#### [What you need to do]
Type again, exactly, the lines below from the start through the line that includes "use crate::keydir::IndexEntry;".

━━ Information provided

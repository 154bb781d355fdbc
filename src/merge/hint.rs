//! Hint files
//!
//! A hint file lists every key of one compacted segment together with its
//! location, so recovery can rebuild the keydir without reading values.
//!
//! ## File Format (big-endian)
//! ```text
//! ┌─────────────┐
//! │ Version (4) │
//! ├─────────────┴───┬────────────┬────────────────┬───────────────┬─────────────┬─────┐
//! │ SegmentId (4)   │ Offset (8) │ ValueSize (4)  │ Timestamp (8) │ KeyLen (4)  │ Key │
//! └─────────────────┴────────────┴────────────────┴───────────────┴─────────────┴─────┘
//!   ... repeated once per live key, in keydir snapshot order ...
//! ```

use std::fs::{self, File};
use std::io::{BufWriter, Write};
use std::path::{Path, PathBuf};

use bytes::{Buf, BufMut, BytesMut};

use crate::error::{CaskError, Result};
use crate::keydir::IndexEntry;
use crate::segment::temp_path;

/// Current hint file format version
pub const HINT_VERSION: u32 = 1;

/// Version field
pub const HINT_HEADER_SIZE: usize = 4;

/// SegmentId (4) + Offset (8) + ValueSize (4) + Timestamp (8) + KeyLen (4)
pub const HINT_ENTRY_HEADER_SIZE: usize = 28;

/// One live key of a compacted segment
#[derive(Debug, Clone, PartialEq, Eq)]
pub struct HintEntry {
    pub key: Vec<u8>,
    pub segment_id: u32,
    pub offset: u64,
    pub value_size: u32,
    pub timestamp: u64,
}

impl HintEntry {
    pub fn new(key: Vec<u8>, entry: IndexEntry) -> Self {
        Self {
            key,
            segment_id: entry.segment_id,
            offset: entry.offset,
            value_size: entry.value_size,
            timestamp: entry.timestamp,
        }
    }

    /// The keydir entry this hint restores
    pub fn index_entry(&self) -> IndexEntry {
        IndexEntry {
            segment_id: self.segment_id,
            offset: self.offset,
            value_size: self.value_size,
            timestamp: self.timestamp,
        }
    }

    fn encode_into(&self, buf: &mut BytesMut) {
        buf.put_u32(self.segment_id);
        buf.put_u64(self.offset);
        buf.put_u32(self.value_size);
        buf.put_u64(self.timestamp);
        buf.put_u32(self.key.len() as u32);
        buf.put_slice(&self.key);
    }
}

// =============================================================================
// Writer
// =============================================================================

/// Writes a hint file under its temporary name.
///
/// Nothing is visible under the final name until the caller renames the
/// finished temporary file into place.
pub struct HintWriter {
    temp_path: PathBuf,
    writer: BufWriter<File>,
    buf: BytesMut,
    entry_count: usize,
}

impl HintWriter {
    /// Start a hint file that will eventually live at `final_path`
    pub fn create(final_path: &Path) -> Result<Self> {
        let temp_path = temp_path(final_path);
        let file = File::create(&temp_path)?;
        let mut writer = BufWriter::new(file);
        writer.write_all(&HINT_VERSION.to_be_bytes())?;

        Ok(Self {
            temp_path,
            writer,
            buf: BytesMut::with_capacity(HINT_ENTRY_HEADER_SIZE + 64),
            entry_count: 0,
        })
    }

    pub fn add(&mut self, entry: &HintEntry) -> Result<()> {
        self.buf.clear();
        entry.encode_into(&mut self.buf);
        self.writer.write_all(&self.buf)?;
        self.entry_count += 1;
        Ok(())
    }

    pub fn entry_count(&self) -> usize {
        self.entry_count
    }

    /// Flush and fsync; returns the temporary path to be renamed
    pub fn finish(mut self) -> Result<PathBuf> {
        self.writer.flush()?;
        let file = self.writer.into_inner().map_err(|e| {
            CaskError::Storage(format!("Failed to flush hint file: {}", e))
        })?;
        file.sync_all()?;
        Ok(self.temp_path)
    }

    /// Throw the unfinished file away
    pub fn abort(self) {
        let HintWriter {
            temp_path, writer, ..
        } = self;
        drop(writer);
        let _ = fs::remove_file(temp_path);
    }
}

// =============================================================================
// Reader
// =============================================================================

/// Read and validate a hint file describing segment `segment_id`.
///
/// The file is rejected as a whole if the version is unknown, any entry is
/// truncated, or any entry names a different segment.
pub fn read_hint(path: &Path, segment_id: u32) -> Result<Vec<HintEntry>> {
    let data = fs::read(path)?;
    let mut buf = &data[..];

    if buf.remaining() < HINT_HEADER_SIZE {
        return Err(CaskError::InvalidHint(format!(
            "{}: missing version header",
            path.display()
        )));
    }

    let version = buf.get_u32();
    if version != HINT_VERSION {
        return Err(CaskError::InvalidHint(format!(
            "{}: unsupported version {}",
            path.display(),
            version
        )));
    }

    let mut entries = Vec::new();
    while buf.has_remaining() {
        if buf.remaining() < HINT_ENTRY_HEADER_SIZE {
            return Err(CaskError::InvalidHint(format!(
                "{}: truncated entry header after {} entries",
                path.display(),
                entries.len()
            )));
        }

        let entry_segment = buf.get_u32();
        let offset = buf.get_u64();
        let value_size = buf.get_u32();
        let timestamp = buf.get_u64();
        let key_len = buf.get_u32() as usize;

        if entry_segment != segment_id {
            return Err(CaskError::InvalidHint(format!(
                "{}: entry for segment {} in hint of segment {}",
                path.display(),
                entry_segment,
                segment_id
            )));
        }

        if buf.remaining() < key_len {
            return Err(CaskError::InvalidHint(format!(
                "{}: truncated key after {} entries",
                path.display(),
                entries.len()
            )));
        }

        let key = buf[..key_len].to_vec();
        buf.advance(key_len);

        entries.push(HintEntry {
            key,
            segment_id: entry_segment,
            offset,
            value_size,
            timestamp,
        });
    }

    Ok(entries)
}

━━━━

#### [The completed task]
repository 154bb781d355fdbc
filename src/merge/hint.rs
//! Hint files
//!
//! A hint file lists every key of one compacted segment together with its
//! location, so recovery can rebuild the keydir without reading values.
//!
//! ## File Format (big-endian)
//! ```text
//! ┌─────────────┐
//! │ Version (4) │
//! ├─────────────┴───┬────────────┬────────────────┬───────────────┬─────────────┬─────┐
//! │ SegmentId (4)   │ Offset (8) │ ValueSize (4)  │ Timestamp (8) │ KeyLen (4)  │ Key │
//! └─────────────────┴────────────┴────────────────┴───────────────┴─────────────┴─────┘
//!   ... repeated once per live key, in keydir snapshot order ...
//! ```

use std::fs::{self, File};
use std::io::{BufWriter, Write};
use std::path::{Path, PathBuf};

use bytes::{Buf, BufMut, BytesMut};

use crate::error::{CaskError, Result};
use crate::keydir::IndexEntry;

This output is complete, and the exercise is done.